What’s the config like?
I don’t think a GPU is included, in which case it won’t take us very far.

!pip install -q
!pip install future

colab runs torch…

Update: GCP lowers GPU pricing by up to 36%: K80 at 40c/hr and P100 at $1.46/hr

Cresle currently gives only 1 free hour of GPU usage, and cost 0.59$/h .
At this moment Google Cloud is cheaper at 0.49$/h for K80, comes with 300$ free credit and was surprising easy to set up even for a beginner like me.

So, atm google cloud seems like a great option - about 600 hours of free gpu use, and relatively easy to set up.
Also it’s possible to choose p100 instead of k80, which costs 1.6$/h

I tried Google Cloud (a.k.a GCP).
It seems that GPUs cannot be provisioned under the free trial.

Have you successfully managed to create and use a GPU instance?

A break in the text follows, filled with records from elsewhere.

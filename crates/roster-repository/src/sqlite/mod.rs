//! SQLite user store.

use crate::row::{into_users, map_write_error, UserRow, USER_COLUMNS};
use crate::schema::SQLITE_SCHEMA;
use crate::traits::UserStore;
use async_trait::async_trait;
use roster_core::{now, NewUser, RosterError, RosterResult, User, UserId, UserPatch};
use sqlx::SqlitePool;
use tracing::{debug, info};

/// SQLite-backed user store.
#[derive(Clone)]
pub struct SqliteUserStore {
    pool: SqlitePool,
}

impl SqliteUserStore {
    /// Creates a store over an open pool.
    #[must_use]
    pub fn new(pool: SqlitePool) -> Self {
        Self { pool }
    }

    async fn find_active(&self, id: UserId) -> RosterResult<Option<User>> {
        let row = sqlx::query_as::<_, UserRow>(&format!(
            "SELECT {USER_COLUMNS} FROM users WHERE id = ? AND status = 'active'"
        ))
        .bind(id.into_inner())
        .fetch_optional(&self.pool)
        .await?;

        row.map(User::try_from).transpose()
    }
}

#[async_trait]
impl UserStore for SqliteUserStore {
    async fn create(&self, new_user: NewUser) -> RosterResult<User> {
        debug!("Creating user: {}", new_user.email);

        let created_at = now();
        let id: i64 = sqlx::query_scalar(
            r"
            INSERT INTO users (name, email, age, status, created_at, updated_at)
            VALUES (?, ?, ?, 'active', ?, ?)
            RETURNING id
            ",
        )
        .bind(&new_user.name)
        .bind(new_user.email.as_str())
        .bind(i32::from(new_user.age))
        .bind(created_at)
        .bind(created_at)
        .fetch_one(&self.pool)
        .await
        .map_err(|e| map_write_error(e, &new_user.email))?;

        Ok(User::from_new(UserId(id), new_user, created_at))
    }

    async fn get_by_id(&self, id: UserId) -> RosterResult<User> {
        debug!("Finding user by id: {}", id);
        self.find_active(id)
            .await?
            .ok_or_else(|| RosterError::not_found("User", id))
    }

    async fn list(&self) -> RosterResult<Vec<User>> {
        debug!("Listing active users");

        let rows = sqlx::query_as::<_, UserRow>(&format!(
            "SELECT {USER_COLUMNS} FROM users WHERE status = 'active' ORDER BY id ASC"
        ))
        .fetch_all(&self.pool)
        .await?;

        into_users(rows)
    }

    async fn update(&self, id: UserId, patch: UserPatch) -> RosterResult<User> {
        debug!("Updating user: {}", id);

        // Take the write lock up front so concurrent updates queue on the
        // busy timeout instead of failing a read-to-write lock upgrade.
        let mut tx = self.pool.begin_with("BEGIN IMMEDIATE").await?;

        let row = sqlx::query_as::<_, UserRow>(&format!(
            "SELECT {USER_COLUMNS} FROM users WHERE id = ? AND status = 'active'"
        ))
        .bind(id.into_inner())
        .fetch_optional(&mut *tx)
        .await?;

        let mut user = match row {
            Some(row) => User::try_from(row)?,
            None => return Err(RosterError::not_found("User", id)),
        };
        user.apply(patch, now());

        sqlx::query("UPDATE users SET name = ?, email = ?, age = ?, updated_at = ? WHERE id = ?")
            .bind(&user.name)
            .bind(user.email.as_str())
            .bind(i32::from(user.age))
            .bind(user.updated_at)
            .bind(id.into_inner())
            .execute(&mut *tx)
            .await
            .map_err(|e| map_write_error(e, &user.email))?;

        tx.commit().await?;
        Ok(user)
    }

    async fn delete(&self, id: UserId) -> RosterResult<()> {
        debug!("Soft deleting user: {}", id);

        let deleted_at = now();
        let result = sqlx::query(
            r"
            UPDATE users
            SET status = 'deleted', deleted_at = ?, updated_at = ?
            WHERE id = ? AND status = 'active'
            ",
        )
        .bind(deleted_at)
        .bind(deleted_at)
        .bind(id.into_inner())
        .execute(&self.pool)
        .await?;

        if result.rows_affected() == 0 {
            return Err(RosterError::not_found("User", id));
        }
        Ok(())
    }

    async fn health_check(&self) -> RosterResult<()> {
        sqlx::query("SELECT 1")
            .execute(&self.pool)
            .await
            .map_err(|e| RosterError::Database(format!("Health check failed: {}", e)))?;
        Ok(())
    }

    async fn run_migrations(&self) -> RosterResult<()> {
        info!("Creating SQLite schema if missing...");
        for statement in SQLITE_SCHEMA {
            sqlx::query(statement)
                .execute(&self.pool)
                .await
                .map_err(|e| RosterError::Database(format!("Migration failed: {}", e)))?;
        }
        info!("SQLite schema ready");
        Ok(())
    }

    fn backend_name(&self) -> &'static str {
        "sqlite"
    }
}

impl std::fmt::Debug for SqliteUserStore {
    fn fmt(&self, f: &mut std::fmt::Formatter<'_>) -> std::fmt::Result {
        f.debug_struct("SqliteUserStore")
            .field("size", &self.pool.size())
            .field("num_idle", &self.pool.num_idle())
            .finish()
    }
}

@svaisakh You can use your 300$ credit for GPUs ! But you need to increase you GPU quotas first (they are at 0 as a default -that’s why you cannot lauch a GPU instance straight-away).
Go to quotas page (compute engine->quotas-> edit quotas) and request an increase in K80 and/or preemtible K80 in your zone - the process is automatic and it should be increased within minutes.
You’ll be asked to upgrade your account first, meaning that after using all 300$ of free credit you’ll be automatically charged for any additional use. But as long as you have any promotional funds left, they’ll be used first.
Sounds too good to be true, but with K80 costing 0.49$/h and preemptible k80 at 0.22$/h, that works out to be hundreds of hours of free GPU use.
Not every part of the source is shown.